The premise has always been great. Sonar tackled, Banjo tackled it to a degree and even High Light. The three main issues facing any app in this category are privacy concerns (if you’re a privacy freak don’t download it), ease of just finding people around you, and building scale. For a proximity based social app of any kind you must build enormous scale in little to no time at all.
Cohn told us at South By Southwest they are having great response in the local New Jersey, New York area. The app is simple, show me who is around me and some of their personality traits from Facebook. Then, we can sync up, over discussing startups, technology or the new Beauty and The Beast Movie.
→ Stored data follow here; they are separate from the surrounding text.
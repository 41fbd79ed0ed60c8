use super::annotate::{self, AnnotationSummary};
use crate::core::io::pdb::{PdbError, PdbFile};
use crate::core::io::report::write_residue_report_to_path;
use crate::core::io::traits::MolecularFile;
use crate::engine::config::{BatchConfig, UnknownRadiusPolicy};
use crate::engine::error::EngineError;
use crate::engine::estimator::SurfaceAreaEstimator;
use crate::engine::progress::{Progress, ProgressReporter};
use std::ffi::OsString;
use std::fs;
use std::path::{Path, PathBuf};
use tracing::{debug, error, info, instrument};

const RESIDUE_REPORT_SUFFIX: &str = "_residues.csv";

#[derive(Debug, Clone, PartialEq)]
pub struct ProcessedFile {
    pub input: PathBuf,
    pub output: PathBuf,
    pub residue_report: Option<PathBuf>,
    pub summary: AnnotationSummary,
}

#[derive(Debug)]
pub struct FailedFile {
    pub input: PathBuf,
    pub error: EngineError,
}

/// Outcome of a batch run. Files are listed in processing order.
#[derive(Debug, Default)]
pub struct BatchReport {
    pub processed: Vec<ProcessedFile>,
    /// Directory entries ignored by the extension filter.
    pub skipped: Vec<PathBuf>,
    pub failed: Vec<FailedFile>,
}

impl BatchReport {
    /// Number of files that matched the extension filter.
    pub fn attempted(&self) -> usize {
        self.processed.len() + self.failed.len()
    }

    pub fn is_success(&self) -> bool {
        self.failed.is_empty()
    }
}

/// `<output_dir>/<stem><suffix>.<ext>`, keeping the input's own extension.
pub fn output_path(config: &BatchConfig, input: &Path) -> Option<PathBuf> {
    let stem = input.file_stem()?;
    let extension = input.extension()?;
    let mut name = OsString::from(stem);
    name.push(&config.output_suffix);
    name.push(".");
    name.push(extension);
    Some(config.output_dir.join(name))
}

/// `<output_dir>/<stem><suffix>_residues.csv`.
pub fn residue_report_path(config: &BatchConfig, input: &Path) -> Option<PathBuf> {
    let stem = input.file_stem()?;
    let mut name = OsString::from(stem);
    name.push(&config.output_suffix);
    name.push(RESIDUE_REPORT_SUFFIX);
    Some(config.output_dir.join(name))
}

/// Annotates every matching structure file in `config.input_dir` and writes the
/// results to `config.output_dir`.
///
/// A file that fails to parse or write is recorded in the report and the batch
/// moves on. Unknown radii follow `config.unknown_radius`.
///
/// # Errors
///
/// Returns [`EngineError::InputNotFound`] if the input directory does not
/// exist, [`EngineError::Io`] if it cannot be listed or the output directory
/// cannot be created, and the file's error when an unknown radius aborts the
/// batch.
#[instrument(skip_all, name = "batch_workflow")]
pub fn run(config: &BatchConfig, reporter: &ProgressReporter) -> Result<BatchReport, EngineError> {
    if !config.input_dir.is_dir() {
        return Err(EngineError::InputNotFound {
            path: config.input_dir.clone(),
        });
    }
    fs::create_dir_all(&config.output_dir).map_err(|source| EngineError::Io {
        path: config.output_dir.clone(),
        source,
    })?;

    let mut report = BatchReport::default();
    let inputs = list_inputs(config, &mut report.skipped)?;
    info!(
        input_dir = %config.input_dir.display(),
        files = inputs.len(),
        skipped = report.skipped.len(),
        "Starting batch."
    );
    reporter.report(Progress::BatchStart {
        total_files: inputs.len() as u64,
    });

    let estimator = SurfaceAreaEstimator::new(config.sasa);

    for input in inputs {
        let Some(output) = output_path(config, &input) else {
            continue;
        };
        reporter.report(Progress::FileStart {
            file_name: display_name(&input),
            output_name: display_name(&output),
        });

        match process_file(config, &estimator, &input, output) {
            Ok(processed) => {
                reporter.report(Progress::FileFinish { succeeded: true });
                report.processed.push(processed);
            }
            Err(err) => {
                error!(file = %input.display(), error = %err, "Failed to process structure.");
                reporter.report(Progress::Message(format!("{}: {}", display_name(&input), err)));
                reporter.report(Progress::FileFinish { succeeded: false });
                let abort = matches!(err, EngineError::UnknownRadius { .. })
                    && config.unknown_radius == UnknownRadiusPolicy::Abort;
                if abort {
                    reporter.report(Progress::BatchFinish);
                    return Err(err);
                }
                report.failed.push(FailedFile { input, error: err });
            }
        }
    }

    reporter.report(Progress::BatchFinish);
    info!(
        processed = report.processed.len(),
        failed = report.failed.len(),
        "Batch finished."
    );
    Ok(report)
}

fn display_name(path: &Path) -> String {
    path.file_name()
        .map(|n| n.to_string_lossy().into_owned())
        .unwrap_or_else(|| path.display().to_string())
}

fn list_inputs(config: &BatchConfig, skipped: &mut Vec<PathBuf>) -> Result<Vec<PathBuf>, EngineError> {
    let io_err = |source| EngineError::Io {
        path: config.input_dir.clone(),
        source,
    };
    let mut entries = fs::read_dir(&config.input_dir)
        .map_err(io_err)?
        .map(|entry| entry.map(|e| e.path()))
        .collect::<Result<Vec<_>, _>>()
        .map_err(io_err)?;
    entries.sort();

    let mut inputs = Vec::with_capacity(entries.len());
    for path in entries {
        let matches = path.is_file()
            && path
                .extension()
                .and_then(|ext| ext.to_str())
                .is_some_and(|ext| config.accepts_extension(ext));
        if matches {
            inputs.push(path);
        } else {
            debug!(path = %path.display(), "Skipping entry with unsupported extension.");
            skipped.push(path);
        }
    }
    Ok(inputs)
}

#[instrument(skip_all, name = "structure", fields(file = %display_name(input)))]
fn process_file(
    config: &BatchConfig,
    estimator: &SurfaceAreaEstimator,
    input: &Path,
    output: PathBuf,
) -> Result<ProcessedFile, EngineError> {
    let (mut system, metadata) =
        PdbFile::read_from_path(input).map_err(|source| EngineError::Structure {
            path: input.to_path_buf(),
            source,
        })?;
    debug!(file = %input.display(), atoms = system.atom_count(), "Structure loaded.");

    let summary = annotate::run(&mut system, estimator, &config.radii)?;

    PdbFile::write_to_path(&system, &metadata, &output).map_err(|source| match source {
        PdbError::Io(source) => EngineError::Io {
            path: output.clone(),
            source,
        },
        other => EngineError::Structure {
            path: output.clone(),
            source: other,
        },
    })?;

    let residue_report = if config.residue_report {
        let path = residue_report_path(config, input).ok_or_else(|| {
            EngineError::Internal(format!("No file stem for '{}'", input.display()))
        })?;
        let rows = annotate::residue_totals(&system);
        write_residue_report_to_path(&rows, &path).map_err(|source| EngineError::Report {
            path: path.clone(),
            source,
        })?;
        Some(path)
    } else {
        None
    };

    Ok(ProcessedFile {
        input: input.to_path_buf(),
        output,
        residue_report,
        summary,
    })
}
Too many earlier versions of this story tried to feature pack fifteen things into the simplest concept. That’s what is setting Chatscene apart.
They are incorporating technology to let people know how many other people are at nearby venues. That’s a good feature too, nobody wants to go to ladies night at the local bar if there’s nobody there.
If ChatScene can get national validation and build the scale they need with their great product, it may just work out. Fingers are crossed that they don’t make the list next year of startups that aren’t around from the previous South By Southwest.